#### Exercise brief
The answer should contain all of the records below, each one copied word for word.

"""

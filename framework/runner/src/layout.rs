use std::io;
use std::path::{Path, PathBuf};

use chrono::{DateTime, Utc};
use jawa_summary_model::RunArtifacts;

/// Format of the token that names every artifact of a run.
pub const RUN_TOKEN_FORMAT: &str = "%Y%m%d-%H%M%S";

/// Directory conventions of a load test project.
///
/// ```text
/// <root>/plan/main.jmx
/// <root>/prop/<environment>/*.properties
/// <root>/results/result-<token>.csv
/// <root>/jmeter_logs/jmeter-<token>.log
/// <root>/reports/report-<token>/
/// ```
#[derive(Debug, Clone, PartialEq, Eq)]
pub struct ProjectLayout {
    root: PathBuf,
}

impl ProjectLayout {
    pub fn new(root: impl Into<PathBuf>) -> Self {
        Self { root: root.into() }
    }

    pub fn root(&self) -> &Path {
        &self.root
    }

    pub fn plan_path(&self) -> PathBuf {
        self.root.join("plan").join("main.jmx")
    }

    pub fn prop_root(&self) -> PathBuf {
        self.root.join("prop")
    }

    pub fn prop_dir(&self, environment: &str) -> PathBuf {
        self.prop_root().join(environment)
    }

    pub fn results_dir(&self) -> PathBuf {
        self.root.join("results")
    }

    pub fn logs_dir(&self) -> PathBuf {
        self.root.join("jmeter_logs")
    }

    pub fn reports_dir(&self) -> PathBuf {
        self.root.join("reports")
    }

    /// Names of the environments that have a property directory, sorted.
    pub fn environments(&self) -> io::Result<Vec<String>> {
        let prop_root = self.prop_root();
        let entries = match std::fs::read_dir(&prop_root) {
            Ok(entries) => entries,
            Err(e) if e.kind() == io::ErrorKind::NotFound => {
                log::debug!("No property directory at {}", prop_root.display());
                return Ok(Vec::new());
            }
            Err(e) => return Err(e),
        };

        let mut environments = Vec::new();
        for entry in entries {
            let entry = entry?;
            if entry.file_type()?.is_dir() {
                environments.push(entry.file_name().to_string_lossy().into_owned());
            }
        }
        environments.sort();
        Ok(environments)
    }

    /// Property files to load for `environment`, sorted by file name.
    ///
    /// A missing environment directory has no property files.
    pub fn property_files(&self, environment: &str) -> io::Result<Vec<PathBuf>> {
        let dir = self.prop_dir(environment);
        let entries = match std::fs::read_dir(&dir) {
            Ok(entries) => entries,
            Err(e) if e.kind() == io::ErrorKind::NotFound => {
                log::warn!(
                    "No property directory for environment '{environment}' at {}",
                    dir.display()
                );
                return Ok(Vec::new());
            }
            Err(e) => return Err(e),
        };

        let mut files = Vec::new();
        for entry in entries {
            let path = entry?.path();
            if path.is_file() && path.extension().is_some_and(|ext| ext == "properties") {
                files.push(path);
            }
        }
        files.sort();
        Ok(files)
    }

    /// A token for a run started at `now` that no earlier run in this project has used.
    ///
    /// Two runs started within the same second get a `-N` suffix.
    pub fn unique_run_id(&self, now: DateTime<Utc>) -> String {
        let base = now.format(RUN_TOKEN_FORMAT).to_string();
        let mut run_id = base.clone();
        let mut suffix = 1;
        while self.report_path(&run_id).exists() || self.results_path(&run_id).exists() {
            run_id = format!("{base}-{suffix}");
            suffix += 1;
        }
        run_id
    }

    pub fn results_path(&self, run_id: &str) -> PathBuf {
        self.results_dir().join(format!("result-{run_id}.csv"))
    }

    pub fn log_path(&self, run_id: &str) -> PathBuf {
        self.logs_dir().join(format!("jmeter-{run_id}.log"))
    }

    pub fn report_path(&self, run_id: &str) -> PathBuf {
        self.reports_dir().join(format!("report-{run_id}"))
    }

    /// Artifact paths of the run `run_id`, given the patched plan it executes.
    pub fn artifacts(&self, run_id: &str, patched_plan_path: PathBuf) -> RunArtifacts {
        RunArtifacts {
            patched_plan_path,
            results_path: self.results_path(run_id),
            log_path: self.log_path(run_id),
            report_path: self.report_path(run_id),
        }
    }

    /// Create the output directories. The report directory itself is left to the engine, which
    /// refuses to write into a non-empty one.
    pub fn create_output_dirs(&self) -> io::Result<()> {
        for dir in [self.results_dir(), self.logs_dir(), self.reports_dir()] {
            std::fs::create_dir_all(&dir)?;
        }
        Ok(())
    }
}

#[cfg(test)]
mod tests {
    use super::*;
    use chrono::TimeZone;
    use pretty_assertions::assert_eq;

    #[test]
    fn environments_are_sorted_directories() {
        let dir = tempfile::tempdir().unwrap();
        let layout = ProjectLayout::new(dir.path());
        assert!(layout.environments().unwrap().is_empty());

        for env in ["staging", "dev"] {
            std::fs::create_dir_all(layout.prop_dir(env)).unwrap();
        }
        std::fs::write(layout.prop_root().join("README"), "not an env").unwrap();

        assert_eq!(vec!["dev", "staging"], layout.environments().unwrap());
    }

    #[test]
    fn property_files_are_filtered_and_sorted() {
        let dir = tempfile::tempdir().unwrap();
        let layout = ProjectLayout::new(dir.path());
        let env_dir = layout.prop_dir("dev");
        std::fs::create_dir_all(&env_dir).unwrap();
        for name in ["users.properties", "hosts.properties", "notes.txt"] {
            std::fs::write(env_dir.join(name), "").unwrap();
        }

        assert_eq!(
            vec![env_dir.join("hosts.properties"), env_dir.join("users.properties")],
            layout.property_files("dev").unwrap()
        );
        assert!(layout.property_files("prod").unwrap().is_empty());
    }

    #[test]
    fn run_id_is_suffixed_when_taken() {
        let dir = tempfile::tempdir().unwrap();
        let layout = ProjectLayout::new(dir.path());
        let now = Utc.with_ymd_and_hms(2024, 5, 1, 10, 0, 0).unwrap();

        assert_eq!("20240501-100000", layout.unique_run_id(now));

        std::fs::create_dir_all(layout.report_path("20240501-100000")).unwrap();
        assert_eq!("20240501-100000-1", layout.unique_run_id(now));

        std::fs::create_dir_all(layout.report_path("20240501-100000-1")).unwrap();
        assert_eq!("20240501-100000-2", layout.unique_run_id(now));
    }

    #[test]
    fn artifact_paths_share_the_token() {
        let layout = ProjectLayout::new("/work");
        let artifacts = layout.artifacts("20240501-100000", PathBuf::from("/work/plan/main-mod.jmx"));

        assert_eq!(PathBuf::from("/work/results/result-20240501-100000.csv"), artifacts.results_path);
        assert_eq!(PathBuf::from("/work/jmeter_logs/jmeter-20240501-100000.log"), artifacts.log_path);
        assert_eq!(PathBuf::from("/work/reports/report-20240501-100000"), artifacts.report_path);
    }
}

"""

#### Answer to this task
filename framework/runner/src/layout.rs
use std::io;
use std::path::{Path, PathBuf};

use chrono::{DateTime, Utc};
use jawa_summary_model::RunArtifacts;

/// Format of the token that names every artifact of a run.
pub const RUN_TOKEN_FORMAT: &str = "%Y%m%d-%H%M%S";

/// Directory conventions of a load test project.
///
/// ```text
/// <root>/plan/main.jmx
/// <root>/prop/<environment>/*.properties
/// <root>/results/result-<token>.csv
/// <root>/jmeter_logs/jmeter-<token>.log
/// <root>/reports/report-<token>/
/// ```
#[derive(Debug, Clone, PartialEq, Eq)]
pub struct ProjectLayout {
    root: PathBuf,
}

impl ProjectLayout {
    pub fn new(root: impl Into<PathBuf>) -> Self {
        Self { root: root.into() }
    }

    pub fn root(&self) -> &Path {
        &self.root
    }

    pub fn plan_path(&self) -> PathBuf {
        self.root.join("plan").join("main.jmx")
    }

    pub fn prop_root(&self) -> PathBuf {
        self.root.join("prop")
    }

    pub fn prop_dir(&self, environment: &str) -> PathBuf {
        self.prop_root().join(environment)
    }

    pub fn results_dir(&self) -> PathBuf {
        self.root.join("results")
    }

    pub fn logs_dir(&self) -> PathBuf {
        self.root.join("jmeter_logs")
    }

    pub fn reports_dir(&self) -> PathBuf {
        self.root.join("reports")
    }

    /// Names of the environments that have a property directory, sorted.
    pub fn environments(&self) -> io::Result<Vec<String>> {
        let prop_root = self.prop_root();
        let entries = match std::fs::read_dir(&prop_root) {
            Ok(entries) => entries,
            Err(e) if e.kind() == io::ErrorKind::NotFound => {
                log::debug!("No property directory at {}", prop_root.display());
                return Ok(Vec::new());
            }
            Err(e) => return Err(e),
        };

        let mut environments = Vec::new();
        for entry in entries {
            let entry = entry?;
            if entry.file_type()?.is_dir() {
                environments.push(entry.file_name().to_string_lossy().into_owned());
            }
        }
        environments.sort();
        Ok(environments)
    }

    /// Property files to load for `environment`, sorted by file name.
    ///
    /// A missing environment directory has no property files.
    pub fn property_files(&self, environment: &str) -> io::Result<Vec<PathBuf>> {
        let dir = self.prop_dir(environment);
        let entries = match std::fs::read_dir(&dir) {
            Ok(entries) => entries,
            Err(e) if e.kind() == io::ErrorKind::NotFound => {
                log::warn!(
                    "No property directory for environment '{environment}' at {}",
                    dir.display()
                );
                return Ok(Vec::new());
            }
            Err(e) => return Err(e),
        };

        let mut files = Vec::new();
        for entry in entries {
            let path = entry?.path();
            if path.is_file() && path.extension().is_some_and(|ext| ext == "properties") {
                files.push(path);
            }
        }
        files.sort();
        Ok(files)
    }

    /// A token for a run started at `now` that no earlier run in this project has used.
    ///
    /// Two runs started within the same second get a `-N` suffix.
    pub fn unique_run_id(&self, now: DateTime<Utc>) -> String {
        let base = now.format(RUN_TOKEN_FORMAT).to_string();
        let mut run_id = base.clone();
        let mut suffix = 1;
        while self.report_path(&run_id).exists() || self.results_path(&run_id).exists() {
            run_id = format!("{base}-{suffix}");
            suffix += 1;
        }
        run_id
    }

    pub fn results_path(&self, run_id: &str) -> PathBuf {
        self.results_dir().join(format!("result-{run_id}.csv"))
    }

    pub fn log_path(&self, run_id: &str) -> PathBuf {
        self.logs_dir().join(format!("jmeter-{run_id}.log"))
    }

    pub fn report_path(&self, run_id: &str) -> PathBuf {
        self.reports_dir().join(format!("report-{run_id}"))
    }

    /// Artifact paths of the run `run_id`, given the patched plan it executes.
    pub fn artifacts(&self, run_id: &str, patched_plan_path: PathBuf) -> RunArtifacts {
        RunArtifacts {
            patched_plan_path,
            results_path: self.results_path(run_id),
            log_path: self.log_path(run_id),
            report_path: self.report_path(run_id),
        }
    }

    /// Create the output directories. The report directory itself is left to the engine, which
    /// refuses to write into a non-empty one.
    pub fn create_output_dirs(&self) -> io::Result<()> {
        for dir in [self.results_dir(), self.logs_dir(), self.reports_dir()] {
            std::fs::create_dir_all(&dir)?;
        }
        Ok(())
    }
}

#[cfg(test)]
mod tests {
    use super::*;
    use chrono::TimeZone;
    use pretty_assertions::assert_eq;

    #[test]
    fn environments_are_sorted_directories() {
        let dir = tempfile::tempdir().unwrap();
        let layout = ProjectLayout::new(dir.path());
        assert!(layout.environments().unwrap().is_empty());

        for env in ["staging", "dev"] {
            std::fs::create_dir_all(layout.prop_dir(env)).unwrap();
        }
        std::fs::write(layout.prop_root().join("README"), "not an env").unwrap();

        assert_eq!(vec!["dev", "staging"], layout.environments().unwrap());
    }

    #[test]
    fn property_files_are_filtered_and_sorted() {
        let dir = tempfile::tempdir().unwrap();
        let layout = ProjectLayout::new(dir.path());
        let env_dir = layout.prop_dir("dev");
        std::fs::create_dir_all(&env_dir).unwrap();
        for name in ["users.properties", "hosts.properties", "notes.txt"] {
            std::fs::write(env_dir.join(name), "").unwrap();
        }

        assert_eq!(
            vec![env_dir.join("hosts.properties"), env_dir.join("users.properties")],
            layout.property_files("dev").unwrap()
        );
        assert!(layout.property_files("prod").unwrap().is_empty());
    }

    #[test]
    fn run_id_is_suffixed_when_taken() {
        let dir = tempfile::tempdir().unwrap();
        let layout = ProjectLayout::new(dir.path());
        let now = Utc.with_ymd_and_hms(2024, 5, 1, 10, 0, 0).unwrap();

        assert_eq!("20240501-100000", layout.unique_run_id(now));

        std::fs::create_dir_all(layout.report_path("20240501-100000")).unwrap();
        assert_eq!("20240501-100000-1", layout.unique_run_id(now));

        std::fs::create_dir_all(layout.report_path("20240501-100000-1")).unwrap();
        assert_eq!("20240501-100000-2", layout.unique_run_id(now));
    }

    #[test]
    fn artifact_paths_share_the_token() {
        let layout = ProjectLayout::new("/work");
        let artifacts = layout.artifacts("20240501-100000", PathBuf::from("/work/plan/main-mod.jmx"));

        assert_eq!(PathBuf::from("/work/results/result-20240501-100000.csv"), artifacts.results_path);
        assert_eq!(PathBuf::from("/work/jmeter_logs/jmeter-20240501-100000.log"), artifacts.log_path);
        assert_eq!(PathBuf::from("/work/reports/report-20240501-100000"), artifacts.report_path);
    }
}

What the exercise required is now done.